Lessons from COVID-19

As regulations surrounding the pandemic begin to wane, lessons learned during that time have changed how we interact with each other, and some changes may have a lasting effect. One of the other Soil Connect offerings — a necessity during the pandemic — turns out to have benefits beyond preventing the spread of the disease.

The first product Soil Connect launched was eTicketing, and it has had major benefits during and after the pandemic.

“What’s interesting about eTicketing is we are digitizing the entire workflow,” Cliff said. “The old method for keeping track of dirt coming and going is all hand-written tickets. At the end of the week, someone collects and reviews all these pieces of paper and uses them to generate invoices. It’s so labor intensive.”

On the other hand, eTickietng digitizes workflow, and depending on the size of their operation, users can save thousands of dollars a week, a month or a year in administrative costs.

During the darkest part of the pandemic, work on mission-critical infrastructure projects proceeded as planned, but with additional precautions for workers. Soil Connect’s eTicketing app helped keep truckers and excavators safe by not requiring a pen-and-paper signature, or any other personal contact.

As it turns out, keeping truckers in their cab helps protect them from other hazards, too.
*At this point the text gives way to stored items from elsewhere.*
//! Pickers and the city explorer share one input model: the search box owns
//! the keyboard until Tab moves focus to the result list.

use crate::app::{App, CitySearchTarget, SearchState, View};
use crossterm::event::{KeyCode, KeyEvent, KeyModifiers};

use super::super::action_queue::{Action, ActionTx};
use super::{back_to_trip, edit_text_input, enqueue_action, is_ctrl};

enum SearchKey {
    /// The query text changed.
    Edited,
    Handled,
    Unhandled,
}

fn handle_search_input<T>(key: KeyEvent, search: &mut SearchState<T>) -> SearchKey {
    if is_ctrl(&key, 'x') {
        search.input.clear();
        search.list_focused = false;
        return SearchKey::Edited;
    }

    match key.code {
        KeyCode::Tab => search.list_focused = true,
        KeyCode::BackTab => search.list_focused = false,
        KeyCode::Down => search.select_next(),
        KeyCode::Up => search.select_previous(),
        KeyCode::Char('j') if search.list_focused => search.select_next(),
        KeyCode::Char('k') if search.list_focused => {
            if search.index == 0 {
                search.list_focused = false;
            } else {
                search.select_previous();
            }
        }
        KeyCode::Char(_) | KeyCode::Backspace
            if !key.modifiers.contains(KeyModifiers::CONTROL) =>
        {
            search.list_focused = false;
            edit_text_input(key, &mut search.input);
            search.index = 0;
            return SearchKey::Edited;
        }
        _ => {
            if !edit_text_input(key, &mut search.input) {
                return SearchKey::Unhandled;
            }
        }
    }
    SearchKey::Handled
}

fn city_search_edited(app: &mut App, target: CitySearchTarget, action_tx: &ActionTx) {
    if let Some(query) = app.city_search_changed(target) {
        enqueue_action(action_tx, Action::SearchCities { target, query });
    }
}

pub(super) fn handle_city_picker_key(key: KeyEvent, app: &mut App, action_tx: &ActionTx) {
    match handle_search_input(key, &mut app.city_picker) {
        SearchKey::Edited => city_search_edited(app, CitySearchTarget::Picker, action_tx),
        SearchKey::Handled => {}
        SearchKey::Unhandled => match key.code {
            KeyCode::Enter => {
                if let Some(city) = app.city_picker.selected() {
                    enqueue_action(action_tx, Action::AddStop { city_id: city.id });
                }
            }
            KeyCode::Esc => back_to_trip(app),
            _ => {}
        },
    }
}

pub(super) fn handle_cities_key(key: KeyEvent, app: &mut App, action_tx: &ActionTx) {
    match handle_search_input(key, &mut app.cities) {
        SearchKey::Edited => city_search_edited(app, CitySearchTarget::Explorer, action_tx),
        SearchKey::Handled => {}
        SearchKey::Unhandled => match key.code {
            KeyCode::Enter => app.cities.list_focused = !app.cities.list_focused,
            KeyCode::Esc => app.navigate_to(View::Dashboard),
            _ => {}
        },
    }
}

pub(super) fn handle_activity_picker_key(key: KeyEvent, app: &mut App, action_tx: &ActionTx) {
    if is_ctrl(&key, 't') {
        if let Some((query, category)) = app.cycle_activity_category() {
            enqueue_action(action_tx, Action::SearchActivities { query, category });
        }
        return;
    }

    match handle_search_input(key, &mut app.activity_picker.search) {
        SearchKey::Edited => {
            if let Some((query, category)) = app.activity_search_changed() {
                enqueue_action(action_tx, Action::SearchActivities { query, category });
            }
        }
        SearchKey::Handled => {}
        SearchKey::Unhandled => match key.code {
            KeyCode::Enter => {
                let stop_id = app.activity_picker.stop_id;
                let activity = app.activity_picker.search.selected().cloned();
                if let (Some(stop_id), Some(activity)) = (stop_id, activity) {
                    enqueue_action(action_tx, Action::AddActivityToStop { stop_id, activity });
                }
            }
            KeyCode::Esc => back_to_trip(app),
            _ => {}
        },
    }
}

#[cfg(test)]
mod tests {
    use super::*;
    use crate::app::test_support::*;
    use crate::runtime::action_queue::channel;
    use globetrotter::domain::{ActivityCategory, City};

    fn key(code: KeyCode) -> KeyEvent {
        KeyEvent::new(code, KeyModifiers::NONE)
    }

    fn city(id: i64, name: &str) -> City {
        serde_json::from_value(serde_json::json!({
            "id": id, "name": name, "country": "Portugal"
        }))
        .unwrap()
    }

    fn type_text(
        app: &mut App,
        text: &str,
        handler: fn(KeyEvent, &mut App, &ActionTx),
        tx: &ActionTx,
    ) {
        for c in text.chars() {
            handler(key(KeyCode::Char(c)), app, tx);
        }
    }

    #[test]
    fn single_character_never_reaches_the_api() {
        let mut app = app_with_detail();
        app.open_city_picker();
        let (tx, mut rx) = channel();

        type_text(&mut app, "l", handle_city_picker_key, &tx);
        assert!(rx.try_recv().is_err());
        assert!(app.city_picker.results.is_empty());

        type_text(&mut app, "i", handle_city_picker_key, &tx);
        assert_eq!(
            rx.try_recv().ok(),
            Some(Action::SearchCities {
                target: CitySearchTarget::Picker,
                query: "li".into()
            })
        );
    }

    #[test]
    fn whitespace_query_browses_instead_of_searching() {
        let mut app = logged_in_app();
        app.open_city_explorer();
        app.set_city_catalog(vec![city(1, "Lisbon"), city(2, "Porto")]);
        let (tx, mut rx) = channel();

        type_text(&mut app, "   ", handle_cities_key, &tx);

        assert!(rx.try_recv().is_err());
        assert_eq!(app.cities.results.len(), 2);
    }

    #[test]
    fn enter_adds_highlighted_city_as_stop() {
        let mut app = app_with_detail();
        app.open_city_picker();
        app.city_picker.set_results(vec![city(1, "Lisbon"), city(2, "Porto")]);
        let (tx, mut rx) = channel();

        handle_city_picker_key(key(KeyCode::Tab), &mut app, &tx);
        handle_city_picker_key(key(KeyCode::Char('j')), &mut app, &tx);
        handle_city_picker_key(key(KeyCode::Enter), &mut app, &tx);

        assert_eq!(rx.try_recv().ok(), Some(Action::AddStop { city_id: 2 }));
    }

    #[test]
    fn category_cycle_searches_only_with_a_query() {
        let mut app = app_with_detail();
        app.open_activity_picker(201);
        let (tx, mut rx) = channel();

        handle_activity_picker_key(
            KeyEvent::new(KeyCode::Char('t'), KeyModifiers::CONTROL),
            &mut app,
            &tx,
        );
        assert!(rx.try_recv().is_err());
        assert_eq!(
            app.activity_picker.category,
            Some(ActivityCategory::SELECTABLE[0])
        );

        type_text(&mut app, "to", handle_activity_picker_key, &tx);
        assert_eq!(
            rx.try_recv().ok(),
            Some(Action::SearchActivities {
                query: "to".into(),
                category: Some(ActivityCategory::SELECTABLE[0])
            })
        );

        handle_activity_picker_key(
            KeyEvent::new(KeyCode::Char('t'), KeyModifiers::CONTROL),
            &mut app,
            &tx,
        );
        assert_eq!(
            rx.try_recv().ok(),
            Some(Action::SearchActivities {
                query: "to".into(),
                category: Some(ActivityCategory::SELECTABLE[1])
            })
        );
    }

    #[test]
    fn esc_returns_to_trip() {
        let mut app = app_with_detail();
        app.open_activity_picker(201);
        let (tx, _rx) = channel();
        handle_activity_picker_key(key(KeyCode::Esc), &mut app, &tx);
        assert_eq!(app.current_view, View::TripDetail);
    }
}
“In the middle of COVID, we created a contactless eTicketing product to keep drivers away from everybody in the field,” Cliff said. “We quickly realized it’s safer overall to keep the driver in their truck.”

Cliff reached out to the insurance industry and found out more than 80 percent of truck driver accidents and injuries happen within 25 feet of the truck.

“With the old paper system, they have to jump out of the truck to get a signature and fall over a rock and get injured,” he said. “The contactless eTicketing feature was designed just for COVID, but it’s just safer. And it’s been well received by the trucking industry.”

And with the quick ticket feature, truckers can create a ticket right from their phones in the cab. They can also login and make changes to a ticket without having to call back to the office and print out yet another sheet of paper.

No risk to try

Cliff said Soil Connect is giving new customers a 14-day free trial of each of their software offerings, on top of the always-free Soil Connect Marketplace — the soil clearinghouse that started it all.

“The Marketplace is free, and eTickets and eRegulatory are free for the first month. We are really trying to innovate the old school world. We use the term ‘gently disrupt’ to describe our revolution,” Cliff said. “We’ve been doing things the same way for a thousand years. I can’t begin to tell you how many times I’ve heard ‘I’ve been doing this the same way for 40 years’ and now the technology is here to make everyone’s job easier.”